(Saved data entries)
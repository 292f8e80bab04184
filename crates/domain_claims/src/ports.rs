//! Claim domain ports
//!
//! The domain never talks to physical storage directly. [`ClaimStore`]
//! abstracts the durable claims table and [`DocumentStore`] abstracts the
//! durable file storage for uploaded documents. The service receives both
//! as trait objects; adapters live in `infra_db` (PostgreSQL, filesystem)
//! and `test_utils` (in-memory).

use async_trait::async_trait;
use thiserror::Error;

use core_kernel::{ClaimId, LecturerId};

use crate::claim::{Claim, ClaimStatus};

/// Failures from a storage adapter
///
/// Not-found is not a store error: lookups return `Option` and the domain
/// decides how absence is reported.
#[derive(Debug, Error)]
pub enum StoreError {
    #[error("Storage unavailable: {0}")]
    Unavailable(String),

    #[error("Write rejected: {0}")]
    WriteRejected(String),

    #[error("I/O error: {0}")]
    Io(#[from] std::io::Error),
}

/// Durable table of claims
#[async_trait]
pub trait ClaimStore: Send + Sync + 'static {
    /// Persists a new claim
    async fn insert(&self, claim: &Claim) -> Result<(), StoreError>;

    /// Looks up a claim by identifier
    async fn find_by_id(&self, id: ClaimId) -> Result<Option<Claim>, StoreError>;

    /// Persists a status/notes change to an existing claim
    async fn update(&self, claim: &Claim) -> Result<(), StoreError>;

    /// Removes a claim; returns false when the identifier is unknown
    async fn remove(&self, id: ClaimId) -> Result<bool, StoreError>;

    /// All claims in the given status, oldest submission first
    async fn list_by_status(&self, status: ClaimStatus) -> Result<Vec<Claim>, StoreError>;

    /// All claims submitted by the given lecturer
    async fn list_by_lecturer(&self, lecturer_id: LecturerId) -> Result<Vec<Claim>, StoreError>;

    /// Every claim in the store
    async fn list_all(&self) -> Result<Vec<Claim>, StoreError>;
}

/// Durable storage for uploaded documents
///
/// Saving under an existing name overwrites the previous file; there is no
/// versioning.
#[async_trait]
pub trait DocumentStore: Send + Sync + 'static {
    /// Persists the bytes under a stable path derived from `file_name` and
    /// returns that path for recording on the claim
    async fn save(&self, file_name: &str, bytes: &[u8]) -> Result<String, StoreError>;
}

- _Try it_: Your job is to reproduce the data in full, with every line intact.

- _Response to this task_:
repository 292f8e80bab04184
filename crates/domain_claims/src/ports.rs
//! Claim domain ports
//!
//! The domain never talks to physical storage directly. [`ClaimStore`]
//! abstracts the durable claims table and [`DocumentStore`] abstracts the
//! durable file storage for uploaded documents. The service receives both
//! as trait objects; adapters live in `infra_db` (PostgreSQL, filesystem)
//! and `test_utils` (in-memory).

use async_trait::async_trait;
use thiserror::Error;

use core_kernel::{ClaimId, LecturerId};

use crate::claim::{Claim, ClaimStatus};

/// Failures from a storage adapter
///
/// Not-found is not a store error: lookups return `Option` and the domain
/// decides how absence is reported.
#[derive(Debug, Error)]
pub enum StoreError {
    #[error("Storage unavailable: {0}")]
    Unavailable(String),

    #[error("Write rejected: {0}")]
    WriteRejected(String),

    #[error("I/O error: {0}")]
    Io(#[from] std::io::Error),
}

/// Durable table of claims
#[async_trait]
pub trait ClaimStore: Send + Sync + 'static {
    /// Persists a new claim
    async fn insert(&self, claim: &Claim) -> Result<(), StoreError>;

    /// Looks up a claim by identifier
    async fn find_by_id(&self, id: ClaimId) -> Result<Option<Claim>, StoreError>;

    /// Persists a status/notes change to an existing claim
    async fn update(&self, claim: &Claim) -> Result<(), StoreError>;

    /// Removes a claim; returns false when the identifier is unknown
    async fn remove(&self, id: ClaimId) -> Result<bool, StoreError>;

    /// All claims in the given status, oldest submission first
    async fn list_by_status(&self, status: ClaimStatus) -> Result<Vec<Claim>, StoreError>;

    /// All claims submitted by the given lecturer
    async fn list_by_lecturer(&self, lecturer_id: LecturerId) -> Result<Vec<Claim>, StoreError>;

    /// Every claim in the store
    async fn list_all(&self) -> Result<Vec<Claim>, StoreError>;
}

/// Durable storage for uploaded documents
///
/// Saving under an existing name overwrites the previous file; there is no
/// versioning.
#[async_trait]
pub trait DocumentStore: Send + Sync + 'static {
    /// Persists the bytes under a stable path derived from `file_name` and
    /// returns that path for recording on the claim
    async fn save(&self, file_name: &str, bytes: &[u8]) -> Result<String, StoreError>;
}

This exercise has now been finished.